He presented a talk titled 'Learn about the Impact of Irrigation Technology'.
Mr Loeskow started off working with irrigation on his family farm back in 1980.
"I was on crutches, I'd just fallen off my motorbike on the farm," he said.
"My dad said to me 'well you're not going to have much fun over the Christmas break, so you may as well come to work'."
Mr Loeskow said driving farm efficiency had always been a key factor in the irrigation industry.
"Efficiency was a driver for the farmers, even way back in the 1980s, whatever they did, they wanted to get more efficient at," he said.
"The more even way to spread water across the field, the better results they got. That was seen as an efficiency gain. We weren't too worried about power back then because it was extremely cheap. Drip irrigation was fairly new."
Mr Loeskow said in many ways, operations had become simpler.
"Back then, the way to determine how much water you needed was done off how much rain you had in the rain gauge, you might go and dig a hole or kick the ground, that was your main way of determining when you next needed to irrigate," he said.
"With the irrigation management platforms we've got now, (there's so much) information we can get in from external sensors, whether it's soil moisture monitoring, or temperature, or water flow from flow meters.

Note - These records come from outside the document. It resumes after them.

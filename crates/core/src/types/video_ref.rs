use std::fmt;
use std::sync::LazyLock;

use regex::Regex;

use crate::error::CoreError;

static BV_PATTERN: LazyLock<Regex> =
    LazyLock::new(|| Regex::new(r"BV[0-9A-Za-z]{10}").expect("bv pattern"));
static AV_PATTERN: LazyLock<Regex> =
    LazyLock::new(|| Regex::new(r"av([0-9]+)").expect("av pattern"));

#[derive(Debug, Clone, PartialEq, Eq, Hash)]
pub enum VideoRef {
    Bv(String),
    Av(u64),
}

impl VideoRef {
    pub fn from_url(input: &str) -> Result<Self, CoreError> {
        let trimmed = input.trim();
        if let Some(found) = BV_PATTERN.find(trimmed) {
            return Ok(VideoRef::Bv(found.as_str().to_string()));
        }
        if let Some(captures) = AV_PATTERN.captures(trimmed) {
            let digits = &captures[1];
            let aid = digits
                .parse::<u64>()
                .map_err(|_| CoreError::InvalidVideoRef(trimmed.to_string()))?;
            return Ok(VideoRef::Av(aid));
        }
        Err(CoreError::InvalidVideoRef(trimmed.to_string()))
    }

    pub fn lookup_param(&self) -> (&'static str, String) {
        match self {
            VideoRef::Bv(bvid) => ("bvid", bvid.clone()),
            VideoRef::Av(aid) => ("aid", aid.to_string()),
        }
    }
}

impl fmt::Display for VideoRef {
    fn fmt(&self, f: &mut fmt::Formatter<'_>) -> fmt::Result {
        match self {
            VideoRef::Bv(bvid) => f.write_str(bvid),
            VideoRef::Av(aid) => write!(f, "av{aid}"),
        }
    }
}
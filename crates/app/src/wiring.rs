use std::sync::Arc;

use reqwest::Client;
use thiserror::Error;
use tracing::info;

use crate::config::AppConfig;
use crate::crawl::{CrawlEngine, CrawlSupervisor, Pacing};
use crate::credentials::CredentialManager;
use crate::state::AppState;
use harvest_infra::bilibili::BilibiliClient;
use harvest_infra::db::{connect, run_migrations, DbPoolError};

const MAX_DB_CONNECTIONS: u32 = 5;

#[derive(Debug, Error)]
pub enum WiringError {
    #[error("db error: {0}")]
    Db(#[from] DbPoolError),
    #[error("http client error: {0}")]
    HttpClient(#[from] reqwest::Error),
}

pub async fn build_state(config: AppConfig) -> Result<AppState, WiringError> {
    let db = connect(&config.database_url, MAX_DB_CONNECTIONS).await?;
    run_migrations(&db).await?;
    let client = Client::builder().timeout(config.request_timeout).build()?;
    let bilibili = BilibiliClient::new(client, config.api_base.clone());
    let credentials = Arc::new(CredentialManager::new(db.clone()));
    let pacing = Pacing::new(config.delay_min, config.delay_max);
    let engine = CrawlEngine::new(bilibili, db.clone(), Arc::clone(&credentials), pacing);
    info!(api_base = %config.api_base, "state ready");
    Ok(AppState {
        config: Arc::new(config),
        db,
        credentials,
        engine: Arc::new(engine),
        crawl: CrawlSupervisor::new(),
    })
}
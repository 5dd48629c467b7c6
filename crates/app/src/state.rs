use std::sync::Arc;

use crate::config::AppConfig;
use crate::crawl::{CrawlEngine, CrawlSupervisor};
use crate::credentials::CredentialManager;
use harvest_infra::bilibili::BilibiliClient;
use harvest_infra::db::DbPool;

#[derive(Clone)]
pub struct AppState {
    pub config: Arc<AppConfig>,
    pub db: DbPool,
    pub credentials: Arc<CredentialManager>,
    pub engine: Arc<CrawlEngine<BilibiliClient>>,
    pub crawl: CrawlSupervisor,
}

impl AppState {
    pub fn bilibili(&self) -> &BilibiliClient {
        self.engine.api()
    }
}
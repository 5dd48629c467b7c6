use chrono::{DateTime, Utc};
use serde::{Deserialize, Serialize};

#[derive(Debug, Clone, PartialEq, Eq, Serialize, Deserialize)]
pub struct Reply {
    pub author_name: String,
    pub content: String,
    pub time: DateTime<Utc>,
}

#[derive(Debug, Clone, PartialEq, Eq, Serialize, Deserialize)]
pub struct Comment {
    pub comment_id: String,
    pub video_id: String,
    pub video_title: String,
    pub author_name: String,
    pub content: String,
    pub publish_time: DateTime<Utc>,
    pub like_count: i64,
    pub replies: Vec<Reply>,
}

impl Comment {
    pub fn reply_count(&self) -> usize {
        self.replies.len()
    }
}

#[derive(Debug, Clone, PartialEq, Eq, Serialize)]
pub struct StoredComment {
    #[serde(flatten)]
    pub comment: Comment,
    pub created_at: DateTime<Utc>,
    pub updated_at: DateTime<Utc>,
}

#[derive(Debug, Clone, Copy, PartialEq, Eq, Serialize)]
#[serde(rename_all = "snake_case")]
pub enum UpsertOutcome {
    Inserted,
    Updated,
}

#[derive(Debug, Clone, Default, PartialEq, Eq, Serialize)]
pub struct CommentStatistics {
    pub total_comments: i64,
    pub total_videos: i64,
    pub total_authors: i64,
    pub latest_created_at: Option<DateTime<Utc>>,
}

"With water holding capacity in the soil now, we're using that in a way that we don't fill it right up but we put smaller amounts in more regularly so you're providing what the crop needs but leaving a bit there in the bank so if you do get rain events, there's more that you can use.
"We can even measure the sap flow in the plant and see when it's growing."

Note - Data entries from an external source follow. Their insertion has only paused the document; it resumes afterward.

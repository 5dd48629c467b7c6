pub mod admin_auth;
pub mod query_limit;
pub mod admin;
pub mod comments;
pub mod health;
use std::io::{BufRead, Write};

use serde_json::{json, Value};
use thiserror::Error;
use tokio::sync::mpsc::unbounded_channel;
use tracing::warn;

use crate::cli::{Command, CookieAction, QueryArgs};
use crate::crawl::{CancelHandle, CrawlError, CrawlEvent, CrawlOutcome, CrawlRequest};
use crate::credentials::{CredentialError, SessionCheck};
use crate::state::AppState;
use harvest_core::domain::comments::StoredComment;
use harvest_core::domain::query::CommentQuery;
use harvest_core::error::CoreError;
use harvest_infra::db::{
    clear_comments, comment_statistics_or_default, dump_comments, query_comments,
    CommentsRepoError, EXPORT_COLUMNS,
};

const CONTENT_PREVIEW_CHARS: usize = 60;

#[derive(Debug, Error)]
pub enum CommandError {
    #[error("{0}")]
    Credentials(#[from] CredentialError),
    #[error("crawl error: {0}")]
    Crawl(#[from] CrawlError),
    #[error("comments db error: {0}")]
    Comments(#[from] CommentsRepoError),
    #[error("{0}")]
    Query(#[from] CoreError),
    #[error("io error: {0}")]
    Io(#[from] std::io::Error),
    #[error("json error: {0}")]
    Json(#[from] serde_json::Error),
    #[error("task join error: {0}")]
    Join(#[from] tokio::task::JoinError),
    #[error("{0}")]
    Refused(&'static str),
}

pub async fn run(command: Command, state: &AppState) -> Result<(), CommandError> {
    match command {
        Command::Crawl { url, max_pages } => {
            let max_pages = max_pages.unwrap_or(state.config.max_pages);
            crawl(state, CrawlRequest { url, max_pages }).await
        }
        Command::Cookie { action } => cookie(state, action).await,
        Command::Query(args) => query(state, args).await,
        Command::Stats => stats(state).await,
        Command::Clear { yes } => clear(state, yes).await,
        Command::Dump => dump(state).await,
        Command::Serve => Err(CommandError::Refused("serve is handled by main")),
    }
}

async fn crawl(state: &AppState, request: CrawlRequest) -> Result<(), CommandError> {
    let (tx, mut rx) = unbounded_channel();
    let cancel = CancelHandle::new();
    let interrupt = cancel.clone();
    tokio::spawn(async move {
        if tokio::signal::ctrl_c().await.is_ok() {
            warn!("interrupt received; stopping after the current page");
            interrupt.cancel();
        }
    });
    let printer = tokio::spawn(async move {
        while let Some(event) = rx.recv().await {
            if let Some(line) = describe_event(&event) {
                println!("{line}");
            }
        }
    });

    let outcome = state.engine.run(request, &tx, &cancel).await;
    drop(tx);
    printer.await?;
    match outcome? {
        CrawlOutcome::Completed(_) | CrawlOutcome::Cancelled { .. } => Ok(()),
        CrawlOutcome::Failed(err) => Err(err.into()),
    }
}

async fn cookie(state: &AppState, action: CookieAction) -> Result<(), CommandError> {
    let credentials = &state.credentials;
    match action {
        CookieAction::Set { token, ttl_days } => {
            let token = match token {
                Some(token) => token,
                None => read_stdin_line()?,
            };
            let ttl_days = ttl_days.unwrap_or(state.config.cookie_ttl_days);
            let status = credentials.save(&token, ttl_days).await?;
            println!("cookie saved; expires {}", status.expires_at.to_rfc3339());
        }
        CookieAction::Status => match credentials.status().await? {
            Some(status) => {
                println!("created:      {}", status.created_at.to_rfc3339());
                println!("expires:      {}", status.expires_at.to_rfc3339());
                println!("last checked: {}", status.last_checked_at.to_rfc3339());
                if status.needs_refresh {
                    println!("cookie expires within 3 days; save a fresh one");
                }
            }
            None => println!("no valid cookie stored"),
        },
        CookieAction::Check => match credentials.check_session(state.bilibili()).await? {
            SessionCheck::NoCredential => println!("no valid cookie stored"),
            SessionCheck::Live { uname } => {
                println!("session live as {}", uname.as_deref().unwrap_or("<unknown>"));
            }
            SessionCheck::LoggedOut => println!("session is not logged in"),
            SessionCheck::Rejected { code, message } => {
                println!("session check refused: {code} {message}");
            }
        },
        CookieAction::Clear => {
            let cleared = credentials.clear_all().await?;
            println!("invalidated {cleared} cookie(s)");
        }
        CookieAction::Purge => {
            let deleted = credentials.purge().await?;
            println!("deleted {deleted} cookie row(s)");
        }
    }
    Ok(())
}

async fn query(state: &AppState, args: QueryArgs) -> Result<(), CommandError> {
    let query = CommentQuery::from_parts(
        &args.filter,
        &args.search,
        &args.sort,
        &args.order,
        args.limit,
        args.offset,
    )?;
    let rows = query_comments(&state.db, &query).await?;
    let stdout = std::io::stdout();
    let mut out = stdout.lock();
    for row in &rows {
        writeln!(out, "{}", format_row(row))?;
    }
    writeln!(out, "{} row(s)", rows.len())?;
    Ok(())
}

async fn stats(state: &AppState) -> Result<(), CommandError> {
    let stats = comment_statistics_or_default(&state.db).await;
    println!("comments: {}", stats.total_comments);
    println!("videos:   {}", stats.total_videos);
    println!("authors:  {}", stats.total_authors);
    match stats.latest_created_at {
        Some(at) => println!("latest:   {}", at.to_rfc3339()),
        None => println!("latest:   -"),
    }
    Ok(())
}

async fn clear(state: &AppState, yes: bool) -> Result<(), CommandError> {
    if !yes {
        return Err(CommandError::Refused(
            "refusing to delete every comment without --yes",
        ));
    }
    let deleted = clear_comments(&state.db).await?;
    println!("deleted {deleted} comment(s)");
    Ok(())
}

async fn dump(state: &AppState) -> Result<(), CommandError> {
    let rows = dump_comments(&state.db).await?;
    let stdout = std::io::stdout();
    let mut out = stdout.lock();
    writeln!(out, "{}", serde_json::to_string(&EXPORT_COLUMNS)?)?;
    for row in &rows {
        writeln!(out, "{}", serde_json::to_string(&export_row(row)?)?)?;
    }
    Ok(())
}

fn read_stdin_line() -> Result<String, CommandError> {
    let mut line = String::new();
    std::io::stdin().lock().read_line(&mut line)?;
    Ok(line.trim().to_string())
}

fn export_row(row: &StoredComment) -> Result<Value, serde_json::Error> {
    let comment = &row.comment;
    Ok(json!([
        comment.comment_id,
        comment.video_id,
        comment.video_title,
        comment.author_name,
        comment.content,
        comment.publish_time.to_rfc3339(),
        comment.like_count,
        serde_json::to_value(&comment.replies)?,
        row.created_at.to_rfc3339(),
        row.updated_at.to_rfc3339(),
    ]))
}

fn format_row(row: &StoredComment) -> String {
    let comment = &row.comment;
    format!(
        "{}\t{}\t{}\t{} likes\t{} replies\t{}",
        comment.comment_id,
        comment.publish_time.format("%Y-%m-%d %H:%M"),
        comment.author_name,
        comment.like_count,
        comment.reply_count(),
        preview(&comment.content, CONTENT_PREVIEW_CHARS),
    )
}

fn preview(text: &str, max_chars: usize) -> String {
    let flat = text.replace(['\n', '\r'], " ");
    if flat.chars().count() <= max_chars {
        return flat;
    }
    let mut cut: String = flat.chars().take(max_chars).collect();
    cut.push('…');
    cut
}

fn describe_event(event: &CrawlEvent) -> Option<String> {
    match event {
        CrawlEvent::Resolved {
            video_id,
            aid,
            title,
        } => Some(format!("resolved {video_id} (aid {aid}): {title}")),
        CrawlEvent::PageFailed { page, message } => {
            Some(format!("page {page} failed: {message}"))
        }
        CrawlEvent::PageCompleted { page, comments } => {
            Some(format!("page {page}: {comments} comment(s)"))
        }
        CrawlEvent::RemoteStopped {
            page,
            code,
            message,
        } => Some(format!("page {page}: remote stopped paging ({code} {message})")),
        CrawlEvent::Exhausted { page } => Some(format!("page {page}: no more comments")),
        CrawlEvent::CommentFailed {
            comment_id,
            message,
            ..
        } => Some(format!("comment {comment_id} not stored: {message}")),
        CrawlEvent::Completed {
            video_id,
            aid,
            total_ingested,
            ..
        } => Some(format!(
            "done: {total_ingested} comment(s) stored for {video_id} (aid {aid})"
        )),
        CrawlEvent::Failed { stage, message } => Some(format!("failed at {stage}: {message}")),
        CrawlEvent::Cancelled { ingested } => {
            Some(format!("cancelled after {ingested} comment(s)"))
        }
        CrawlEvent::PageStarted { .. } | CrawlEvent::CommentIngested { .. } => None,
    }
}

#[cfg(test)]
mod tests {
    use chrono::{TimeZone, Utc};

    use super::*;
    use harvest_core::domain::comments::{Comment, Reply};

    fn stored() -> StoredComment {
        let at = Utc.with_ymd_and_hms(2024, 3, 1, 8, 30, 0).unwrap();
        StoredComment {
            comment: Comment {
                comment_id: "991".to_string(),
                video_id: "BV17x411w7KC".to_string(),
                video_title: "Demo".to_string(),
                author_name: "alice".to_string(),
                content: "line one\nline two".to_string(),
                publish_time: at,
                like_count: 12,
                replies: vec![Reply {
                    author_name: "bob".to_string(),
                    content: "re".to_string(),
                    time: at,
                }],
            },
            created_at: at,
            updated_at: at,
        }
    }

    #[test]
    fn export_row_follows_column_order() {
        let row = export_row(&stored()).unwrap();
        let values = row.as_array().unwrap();
        assert_eq!(values.len(), EXPORT_COLUMNS.len());
        assert_eq!(values[0], "991");
        assert_eq!(values[3], "alice");
        assert_eq!(values[6], 12);
        assert_eq!(values[7][0]["author_name"], "bob");
    }

    #[test]
    fn row_format_flattens_content() {
        let line = format_row(&stored());
        assert!(line.contains("line one line two"));
        assert!(line.contains("1 replies"));
        assert!(line.starts_with("991\t2024-03-01 08:30"));
    }

    #[test]
    fn preview_truncates_by_chars() {
        assert_eq!(preview("你好世界", 2), "你好…");
        assert_eq!(preview("short", 10), "short");
    }

    #[test]
    fn comment_level_success_is_quiet() {
        assert!(describe_event(&CrawlEvent::PageStarted { page: 1 }).is_none());
        assert_eq!(
            describe_event(&CrawlEvent::Cancelled { ingested: 4 }).unwrap(),
            "cancelled after 4 comment(s)"
        );
    }
}
use serde::Deserialize;
use serde_json::Value;

#[derive(Debug, Deserialize)]
pub(crate) struct RawEnvelope {
    pub code: i64,
    #[serde(default)]
    pub message: String,
    #[serde(default)]
    pub data: Option<Value>,
}

#[derive(Debug, Clone, Deserialize)]
pub struct VideoInfo {
    pub aid: u64,
    #[serde(default)]
    pub bvid: String,
    #[serde(default)]
    pub title: String,
}

#[derive(Debug, Clone, Deserialize)]
pub struct ReplyItem {
    pub rpid: u64,
    pub member: ReplyMember,
    pub content: ReplyContent,
    pub ctime: i64,
    #[serde(default)]
    pub like: i64,
    #[serde(default)]
    pub replies: Option<Vec<ReplyItem>>,
}

#[derive(Debug, Clone, Deserialize)]
pub struct ReplyMember {
    pub uname: String,
}

#[derive(Debug, Clone, Deserialize)]
pub struct ReplyContent {
    pub message: String,
}

#[derive(Debug, Deserialize)]
pub(crate) struct RawReplyPage {
    #[serde(default)]
    pub replies: Option<Vec<Value>>,
}

#[derive(Debug, Clone, Default)]
pub struct ReplyPage {
    pub replies: Vec<ReplyItem>,
    pub skipped: usize,
}

#[derive(Debug, Clone, Deserialize)]
pub struct NavInfo {
    #[serde(rename = "isLogin", default)]
    pub is_login: bool,
    #[serde(default)]
    pub uname: Option<String>,
}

Mr Loeskow said technology had brought about significant benefits for producers.
"The ability to extend the irrigation day, and leave the automation to do it, that's had huge benefits to the grower," he said.
"The time you save out in the paddock, you can use back in the office to look at your inputs and fine tune your irrigation and fertigation processes.
"With the first platforms, if you bought a system from company A, you only had the sensors they had with their own system. With your modern platforms now, they can use whatever you have existing. As long as it's a measureable input, you can put it into the new system. Most modern stuff will graph it for you as well, so you have that historical data to say this is what you did on Block A or Block B. It's historical, it's quantative, so you can look at exactly how much water you put on."
Mr Loeskow believes AI could offer the next technological leap and change the way farmers go about irrigating.
"AI is something that we're going to have to deal with in the industry and I think it's actually going to be a good thing," he said.
"The more inputs we can put in and the more real time changes that we can get out of these systems, the better, so we're not working so much on the predictive based on what's happened in the past, but we're working on what's happening right now. We can then start to treat every plant as an individual rather than just a field. I think that'll keep pushing productivity up and up."
Mr Loeskow said promoting technological gains being made in the sector could be a way of attracting more people to work in the industry.
"We've got to attract people to the industry because a lot of kids coming through university, to attract them to our industry, we've got to make it exciting and new," he said.